## Aim of the task
Go through the entries below and pick out every line with "usize".
= Beginning of Section =
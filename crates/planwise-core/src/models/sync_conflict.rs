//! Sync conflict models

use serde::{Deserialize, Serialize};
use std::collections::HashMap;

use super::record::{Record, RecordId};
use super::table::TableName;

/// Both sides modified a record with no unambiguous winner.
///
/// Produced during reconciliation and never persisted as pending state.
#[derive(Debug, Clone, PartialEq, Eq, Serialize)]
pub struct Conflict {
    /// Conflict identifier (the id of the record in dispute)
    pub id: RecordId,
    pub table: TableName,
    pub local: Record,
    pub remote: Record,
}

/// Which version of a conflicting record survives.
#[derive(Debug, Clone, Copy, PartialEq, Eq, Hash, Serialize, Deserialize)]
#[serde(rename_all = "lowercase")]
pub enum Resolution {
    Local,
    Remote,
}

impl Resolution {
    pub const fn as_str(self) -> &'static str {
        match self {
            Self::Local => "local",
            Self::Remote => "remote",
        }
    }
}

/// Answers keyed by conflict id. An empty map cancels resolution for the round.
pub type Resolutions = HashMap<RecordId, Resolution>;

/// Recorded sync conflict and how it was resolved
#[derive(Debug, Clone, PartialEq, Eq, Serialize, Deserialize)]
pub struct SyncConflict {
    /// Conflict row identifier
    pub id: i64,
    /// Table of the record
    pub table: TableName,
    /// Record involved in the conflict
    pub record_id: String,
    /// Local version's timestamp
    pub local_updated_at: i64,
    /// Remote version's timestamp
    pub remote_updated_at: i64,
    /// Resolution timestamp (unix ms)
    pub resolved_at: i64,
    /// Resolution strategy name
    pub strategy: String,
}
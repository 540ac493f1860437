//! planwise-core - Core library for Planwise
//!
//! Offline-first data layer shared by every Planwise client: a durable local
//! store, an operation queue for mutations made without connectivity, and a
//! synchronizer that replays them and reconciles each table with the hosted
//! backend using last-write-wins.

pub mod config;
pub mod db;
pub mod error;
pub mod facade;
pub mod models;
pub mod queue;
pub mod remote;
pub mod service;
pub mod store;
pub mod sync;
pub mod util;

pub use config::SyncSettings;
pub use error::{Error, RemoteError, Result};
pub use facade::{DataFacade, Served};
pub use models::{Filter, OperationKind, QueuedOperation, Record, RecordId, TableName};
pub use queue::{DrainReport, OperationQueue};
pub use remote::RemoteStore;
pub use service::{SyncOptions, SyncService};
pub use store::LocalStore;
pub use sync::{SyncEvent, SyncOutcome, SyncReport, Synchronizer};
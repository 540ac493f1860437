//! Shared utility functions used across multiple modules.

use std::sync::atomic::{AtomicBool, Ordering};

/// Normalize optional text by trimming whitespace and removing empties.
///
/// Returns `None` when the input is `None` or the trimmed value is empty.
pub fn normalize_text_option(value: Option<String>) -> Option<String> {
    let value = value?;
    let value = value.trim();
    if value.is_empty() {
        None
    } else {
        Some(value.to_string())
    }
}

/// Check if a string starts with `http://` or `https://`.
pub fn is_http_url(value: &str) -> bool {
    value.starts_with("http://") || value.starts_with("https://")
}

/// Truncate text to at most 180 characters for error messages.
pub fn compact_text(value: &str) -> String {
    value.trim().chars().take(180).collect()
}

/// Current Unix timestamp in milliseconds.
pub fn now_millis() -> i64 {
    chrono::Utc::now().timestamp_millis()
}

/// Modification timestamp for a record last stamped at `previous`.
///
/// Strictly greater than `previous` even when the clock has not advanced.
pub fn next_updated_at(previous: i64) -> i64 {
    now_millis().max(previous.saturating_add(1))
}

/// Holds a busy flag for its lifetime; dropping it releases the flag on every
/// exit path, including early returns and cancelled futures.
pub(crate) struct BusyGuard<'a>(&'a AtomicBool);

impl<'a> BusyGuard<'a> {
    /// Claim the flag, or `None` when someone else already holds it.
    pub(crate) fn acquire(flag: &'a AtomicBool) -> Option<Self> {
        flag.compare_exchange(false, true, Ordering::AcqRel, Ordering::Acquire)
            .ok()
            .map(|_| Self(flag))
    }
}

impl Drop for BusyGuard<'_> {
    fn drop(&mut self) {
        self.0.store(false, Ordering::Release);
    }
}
= End of Section =
= Beginning of Section =
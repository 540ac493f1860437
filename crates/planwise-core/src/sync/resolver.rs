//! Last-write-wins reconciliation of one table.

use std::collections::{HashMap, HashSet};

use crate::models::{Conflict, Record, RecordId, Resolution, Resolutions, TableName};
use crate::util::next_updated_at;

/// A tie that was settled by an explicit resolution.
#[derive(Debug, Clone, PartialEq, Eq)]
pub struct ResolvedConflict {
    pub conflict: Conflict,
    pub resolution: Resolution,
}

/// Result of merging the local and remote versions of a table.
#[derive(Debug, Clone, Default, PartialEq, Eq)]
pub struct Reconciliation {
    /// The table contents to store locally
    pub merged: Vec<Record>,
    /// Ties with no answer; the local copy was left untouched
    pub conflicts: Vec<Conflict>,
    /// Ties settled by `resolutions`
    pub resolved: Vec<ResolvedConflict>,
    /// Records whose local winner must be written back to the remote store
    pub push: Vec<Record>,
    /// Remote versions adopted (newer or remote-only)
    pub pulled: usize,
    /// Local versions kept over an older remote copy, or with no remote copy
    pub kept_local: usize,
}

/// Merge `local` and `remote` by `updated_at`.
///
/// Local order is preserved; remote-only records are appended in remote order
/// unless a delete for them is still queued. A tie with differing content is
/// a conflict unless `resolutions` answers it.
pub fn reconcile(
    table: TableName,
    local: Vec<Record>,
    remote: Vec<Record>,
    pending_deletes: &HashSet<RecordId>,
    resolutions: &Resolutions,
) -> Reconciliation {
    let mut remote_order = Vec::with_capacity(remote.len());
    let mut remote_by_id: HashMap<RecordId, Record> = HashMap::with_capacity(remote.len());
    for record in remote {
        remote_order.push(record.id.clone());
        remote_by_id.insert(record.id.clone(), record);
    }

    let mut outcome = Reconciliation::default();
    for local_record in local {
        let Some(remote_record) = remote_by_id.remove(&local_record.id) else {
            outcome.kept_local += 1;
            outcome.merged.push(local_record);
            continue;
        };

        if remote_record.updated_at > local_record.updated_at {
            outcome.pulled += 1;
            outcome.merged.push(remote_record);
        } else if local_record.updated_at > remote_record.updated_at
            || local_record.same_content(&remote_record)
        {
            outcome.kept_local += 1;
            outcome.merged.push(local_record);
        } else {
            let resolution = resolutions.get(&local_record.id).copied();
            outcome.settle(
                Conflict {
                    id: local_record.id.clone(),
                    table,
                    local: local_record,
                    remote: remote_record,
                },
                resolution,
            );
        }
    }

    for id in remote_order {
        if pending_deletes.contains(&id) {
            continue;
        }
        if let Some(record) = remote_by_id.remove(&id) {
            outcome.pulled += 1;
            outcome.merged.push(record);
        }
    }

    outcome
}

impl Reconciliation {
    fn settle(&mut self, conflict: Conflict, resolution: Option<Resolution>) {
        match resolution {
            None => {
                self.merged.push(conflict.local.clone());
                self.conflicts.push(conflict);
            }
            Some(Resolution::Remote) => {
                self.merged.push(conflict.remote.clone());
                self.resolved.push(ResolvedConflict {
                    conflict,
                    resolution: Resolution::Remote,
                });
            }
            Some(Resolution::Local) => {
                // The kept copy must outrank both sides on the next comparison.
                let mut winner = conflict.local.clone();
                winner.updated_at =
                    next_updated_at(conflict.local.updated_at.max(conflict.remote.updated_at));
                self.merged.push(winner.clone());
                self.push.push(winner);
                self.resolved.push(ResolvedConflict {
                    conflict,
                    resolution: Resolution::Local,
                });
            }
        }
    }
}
= End of Section =
= Beginning of Section =
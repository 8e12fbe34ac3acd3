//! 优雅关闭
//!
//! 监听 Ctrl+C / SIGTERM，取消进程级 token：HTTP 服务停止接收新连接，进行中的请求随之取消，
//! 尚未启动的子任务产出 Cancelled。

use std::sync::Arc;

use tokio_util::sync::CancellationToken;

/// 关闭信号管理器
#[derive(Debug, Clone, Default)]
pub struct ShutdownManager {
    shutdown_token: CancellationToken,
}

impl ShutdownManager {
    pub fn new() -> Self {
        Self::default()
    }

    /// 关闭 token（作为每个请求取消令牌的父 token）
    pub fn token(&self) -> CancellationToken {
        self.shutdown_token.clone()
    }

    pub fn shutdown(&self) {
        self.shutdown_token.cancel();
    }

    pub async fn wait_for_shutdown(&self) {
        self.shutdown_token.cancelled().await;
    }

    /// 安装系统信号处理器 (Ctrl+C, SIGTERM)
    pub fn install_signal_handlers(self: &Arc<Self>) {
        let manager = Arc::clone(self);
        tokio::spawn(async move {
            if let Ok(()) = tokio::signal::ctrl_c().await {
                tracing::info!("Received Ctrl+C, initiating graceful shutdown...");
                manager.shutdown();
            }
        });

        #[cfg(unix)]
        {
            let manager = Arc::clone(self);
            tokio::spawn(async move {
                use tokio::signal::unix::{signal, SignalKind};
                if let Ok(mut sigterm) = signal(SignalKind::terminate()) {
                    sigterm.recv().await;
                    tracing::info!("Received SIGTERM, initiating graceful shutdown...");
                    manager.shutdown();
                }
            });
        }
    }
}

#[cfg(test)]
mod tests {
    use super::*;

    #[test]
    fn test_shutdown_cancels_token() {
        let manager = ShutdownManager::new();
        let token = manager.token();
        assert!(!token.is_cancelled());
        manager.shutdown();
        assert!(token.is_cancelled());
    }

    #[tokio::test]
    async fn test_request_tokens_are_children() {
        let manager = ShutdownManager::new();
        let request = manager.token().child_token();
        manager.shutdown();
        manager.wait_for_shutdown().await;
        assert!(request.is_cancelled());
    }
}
= End of Section =
## Result for this task
    pub pulled: usize,
    pub kept_local: usize,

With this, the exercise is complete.